Abstract:
I argue that reflexive clitics are not pronominal, but verbal. Cross-linguistically, reflexive
clitics can realize either an unaccusative or an unergative Voice head, both of which allow anaphoric
interpretations (as suggested by the work of Reinhart and Siloni 2004, 2005). I contrast
the anaphoric Voice analysis with two well-known pronominal analyses of reflexive clitics:
one, proposed for French, postulating an anaphoric external argument (McGinnis 1998,
Sportiche 1998), and another, proposed for Icelandic figure reflexives, postulating an expletive
argument in [Spec, pP] (Wood 2014, 2015; Wood and Marantz 2017).

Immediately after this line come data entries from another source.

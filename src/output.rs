//! PNG output: files, bytes and data URLs

use base64::Engine;
use image::codecs::png::PngEncoder;
use image::{ColorType, ImageEncoder, RgbaImage};
use std::io;
use std::path::{Path, PathBuf};
use thiserror::Error;

/// File name used when an export has no explicit destination
pub const DEFAULT_EXPORT_FILENAME: &str = "pixel-matrix.png";

/// Error type for output operations
#[derive(Debug, Error)]
pub enum OutputError {
    /// IO error during file operations
    #[error("IO error: {0}")]
    Io(#[from] io::Error),
    /// Image encoding error
    #[error("Image error: {0}")]
    Image(#[from] image::ImageError),
}

/// Save an RGBA image to a PNG file, creating parent directories as needed.
pub fn save_png(image: &RgbaImage, path: &Path) -> Result<(), OutputError> {
    if let Some(parent) = path.parent() {
        if !parent.as_os_str().is_empty() && !parent.exists() {
            std::fs::create_dir_all(parent)?;
        }
    }

    let bytes = encode_png(image)?;
    std::fs::write(path, bytes)?;
    Ok(())
}

/// Encode an RGBA image as PNG bytes.
pub fn encode_png(image: &RgbaImage) -> Result<Vec<u8>, OutputError> {
    let mut png = Vec::new();
    PngEncoder::new(&mut png).write_image(
        image.as_raw(),
        image.width(),
        image.height(),
        ColorType::Rgba8,
    )?;
    Ok(png)
}

/// Encode an RGBA image as a `data:image/png;base64,...` URL.
pub fn png_data_url(image: &RgbaImage) -> Result<String, OutputError> {
    let png = encode_png(image)?;
    Ok(format!(
        "data:image/png;base64,{}",
        base64::engine::general_purpose::STANDARD.encode(png)
    ))
}

/// Resolve where an export goes.
///
/// | `-o` argument | Output |
/// |---------------|--------|
/// | none | `pixel-matrix.png` |
/// | `dir/` or an existing directory | `dir/pixel-matrix.png` |
/// | `art.png` | `art.png` |
pub fn export_path(output_arg: Option<&Path>) -> PathBuf {
    match output_arg {
        Some(output) => {
            let is_dir = output.as_os_str().to_string_lossy().ends_with('/') || output.is_dir();
            if is_dir {
                output.join(DEFAULT_EXPORT_FILENAME)
            } else {
                output.to_path_buf()
            }
        }
        None => PathBuf::from(DEFAULT_EXPORT_FILENAME),
    }
}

Evidence against the
external-argument analysis for French includes: a language-internal contrast between unergative
and unaccusative anaphoric clauses (Labelle 2008); the absence of a c-command requirement
on the licensing of anaphoric Voice; the absence of a lethal ambiguity effect with
anaphoric Voice (McGinnis 1998, 2004); and the interpretation of focus constructions with
seul ‘only’ (Sportiche 2014, Haiden 2019). Evidence against the Icelandic expletive-argument
analysis includes: the observation that not all figure reflexives have a pP, or allow an impersonal
passive (Moser 2021); and the difficulty of extending the analysis to other languages
with reflexive clitics – in particular, the difficulty of accounting for the widespread observation
that anaphoric clitics are restricted to referential dependencies involving the external argument.